Raul Randon
Eu tive a honra de entrevistá-lo

O encontro profissional ficou marcado pelas afirmações carregadas de ensinamentos.
A profissão de jornalista tem inúmeros fatores que me permitem classificá-la como apaixonante. Um deles é a oportunidade de conhecer pessoas admiráveis, seja pelo histórico de vida ou simplesmente por uma ação que as tornem diferentes das demais.
Ao longo destes anos de carreira, conheci muita gente inspiradora, que me deu conselhos que fariam parte das matérias a serem escritas, mas que também marcariam minha lembrança e meu aprendizado. Raul Anselmo Randon foi um deles.
Em 2009 tive a oportunidade de entrevistá-lo. Fui recebida com simplicidade, com o aperto de uma mão que acompanhava o tamanho do homem que ele era! Os olhos, por trás das lentes dos óculos, mostravam-se atentos e tinham um quê de sorriso – talvez pelo prazer em compartilhar o que aprendia com a vida, conduzida sempre com muita determinação e trabalho.
Conversamos e fiquei muito à vontade diante daquele senhor gentil, bilionário e que expressava suas ideias de forma simples e eficaz.
Contou-me sobre o início de suas empresas, sem esquecer de mencionar o avô Luigi, imigrante italiano vindo de Cornedo, na província de Vicenza, em 1888, e o pai Abramo, ferreiro que projetou seu nome pela qualidade dos artigos que produzia na oficina dos fundos de sua casa.
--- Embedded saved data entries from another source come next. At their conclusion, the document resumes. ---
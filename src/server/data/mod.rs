//! Repository layer. Each repository borrows any [`ConnectionTrait`]
//! implementor, so services can run them against the shared connection
//! or an open transaction.

pub mod activity;
pub mod comment;
pub mod follower;
pub mod post;
pub mod project;
pub mod thank;
pub mod user;

#[cfg(test)]
mod test;
mod activity;
mod comment;
mod follower;
mod post;
mod project;
mod thank;
mod user;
Lembrou-se também que da trajetória de sucesso faziam parte capítulos tristes como o incêndio que destruiu a oficina mecânica que havia aberto ao lado do irmão Hercílio, em 1950. Contou com orgulho sobre como entrou no ramo de caminhões, em 1953. Aceitamos uma ideia de fazer freios para reboque. Reforçamos os freios das carretas que eram usadas no transporte de madeira. A partir do freio nascia a história da Randon, comentou.
Dividiu comigo um pouco da fórmula do seu bem-sucedido empreendedorismo, conceito que acabou ficando gravado em minha mente. Disse-me o senhor Randon: não tenho muito estudo, mas sempre procurei me cercar das pessoas certas. Não sei fazer? Me cerco de quem sabe.
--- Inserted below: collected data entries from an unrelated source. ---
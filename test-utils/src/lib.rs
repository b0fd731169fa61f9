//! Commons Test Utils
//!
//! Shared testing utilities for the commons backend. Provides a builder pattern
//! for creating test contexts with in-memory SQLite databases, plus entity
//! factories for concise test data setup.
//!
//! # Usage
//!
//! ```rust,ignore
//! use test_utils::builder::TestBuilder;
//! use entity::prelude::User;
//!
//! #[tokio::test]
//! async fn test_user_operations() -> Result<(), TestError> {
//!     let test = TestBuilder::new()
//!         .with_table(User)
//!         .build()
//!         .await?;
//!
//!     let db = test.db.unwrap();
//!     // Perform database operations...
//!
//!     Ok(())
//! }
//! ```

pub mod builder;
pub mod context;
pub mod error;
pub mod factory;
//! HTTP server for the community platform API.
//!
//! Layered as controller -> service -> data: controllers translate HTTP
//! into service calls, services own the business rules and transactions,
//! and the data layer wraps entity queries behind repositories.

pub mod config;
pub mod controller;
pub mod data;
pub mod error;
pub mod middleware;
pub mod model;
pub mod router;
pub mod service;
pub mod startup;
pub mod state;
pub mod util;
Nesta semana, lendo conteúdo produzido pela assessoria de imprensa sobre o empresário e seu legado, encontrei familiaridade nas afirmações lidas, tais como esta: A característica gerencial de Raul Anselmo Randon foi sempre a de cercar-se de profissionais competentes, tecnicamente bem preparados nas diversas áreas do conhecimento, dando-lhes autonomia operacional e compartilhando com eles os benefícios do sucesso moral, social e financeiro.
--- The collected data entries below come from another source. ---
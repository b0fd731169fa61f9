mod comment_stats;
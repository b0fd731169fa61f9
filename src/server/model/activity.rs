/// What the actor did to earn the reader a notification row.
#[derive(Debug, Clone, Copy, PartialEq, Eq)]
pub enum ActivityAction {
    /// Someone commented on a thread the reader follows.
    Comment,
    /// Someone mentioned the reader in a comment.
    Mention,
}

impl ActivityAction {
    pub fn as_str(&self) -> &'static str {
        match self {
            Self::Comment => "comment",
            Self::Mention => "mention",
        }
    }
}

#[derive(Debug, Clone)]
pub struct CreateActivityParams {
    pub actor_id: i32,
    pub reader_id: i32,
    pub post_id: i32,
    pub comment_id: Option<i32>,
    pub action: ActivityAction,
}
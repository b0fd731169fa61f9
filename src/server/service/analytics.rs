use serde_json::json;

const TRACK_URL: &str = "https://api.segment.io/v1/track";

/// Fire-and-forget event tracking. A failed track call is logged and
/// never surfaces to the request that triggered it.
#[derive(Clone)]
pub struct Analytics {
    http_client: reqwest::Client,
    write_key: String,
}

impl Analytics {
    pub fn new(http_client: reqwest::Client, write_key: String) -> Self {
        Self {
            http_client,
            write_key,
        }
    }

    pub async fn track(&self, user_id: i32, event: &str, properties: serde_json::Value) {
        let body = json!({
            "userId": user_id.to_string(),
            "event": event,
            "properties": properties,
        });

        let result = self
            .http_client
            .post(TRACK_URL)
            .basic_auth(&self.write_key, Some(""))
            .json(&body)
            .send()
            .await
            .and_then(|response| response.error_for_status());

        if let Err(err) = result {
            tracing::warn!("analytics track '{}' failed: {}", event, err);
        }
    }
}
use chrono::{DateTime, Utc};
use sea_orm::sea_query::Expr;
use sea_orm::{ColumnTrait, ConnectionTrait, DbErr, EntityTrait, ExprTrait, QueryFilter};

pub struct PostRepository<'a, C: ConnectionTrait> {
    conn: &'a C,
}

impl<'a, C: ConnectionTrait> PostRepository<'a, C> {
    pub fn new(conn: &'a C) -> Self {
        Self { conn }
    }

    pub async fn find_by_id(&self, id: i32) -> Result<Option<entity::post::Model>, DbErr> {
        entity::prelude::Post::find_by_id(id).one(self.conn).await
    }

    /// Writes a freshly-recomputed active comment count and bumps the
    /// activity timestamp.
    pub async fn update_comment_stats(
        &self,
        post_id: i32,
        num_comments: i32,
        last_updated: DateTime<Utc>,
    ) -> Result<(), DbErr> {
        entity::prelude::Post::update_many()
            .filter(entity::post::Column::Id.eq(post_id))
            .col_expr(entity::post::Column::NumComments, Expr::value(num_comments))
            .col_expr(entity::post::Column::LastUpdated, Expr::value(last_updated))
            .exec(self.conn)
            .await?;
        Ok(())
    }

    pub async fn decrement_num_comments(&self, post_id: i32) -> Result<(), DbErr> {
        entity::prelude::Post::update_many()
            .filter(entity::post::Column::Id.eq(post_id))
            .col_expr(
                entity::post::Column::NumComments,
                Expr::col(entity::post::Column::NumComments).sub(1),
            )
            .exec(self.conn)
            .await?;
        Ok(())
    }
}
E que sucesso! Falar sobre o bem-sucedido perfil corporativo do conglomerado das empresas Randon é abusar do pleonasmo.
Neste momento, basta-nos ressaltar a ligação das empresas com a nossa Farroupilha. A Fras-le, por exemplo, produtora de lonas e pastilhas de freio, conta com um grande número de colaboradores farroupilhenses. O campo de provas, com 18 tipos diferentes de pistas para testes que auxiliam as demandas de desenvolvimento e lançamento de produtos da indústria automobilística está localizado na linha Palmeiro, em Farroupilha também.
Ainda por aqui, os benefícios dos Programas Florescer, no qual estão crianças de sete a 14 anos (filhos de funcionários das empresas e crianças da comunidade) que recebem gratuitamente reforço escolar, língua inglesa, informática, educação corporal, canto-coral, aulas de música, teatro, culinária e dança. Tudo no turno inverso ao escolar.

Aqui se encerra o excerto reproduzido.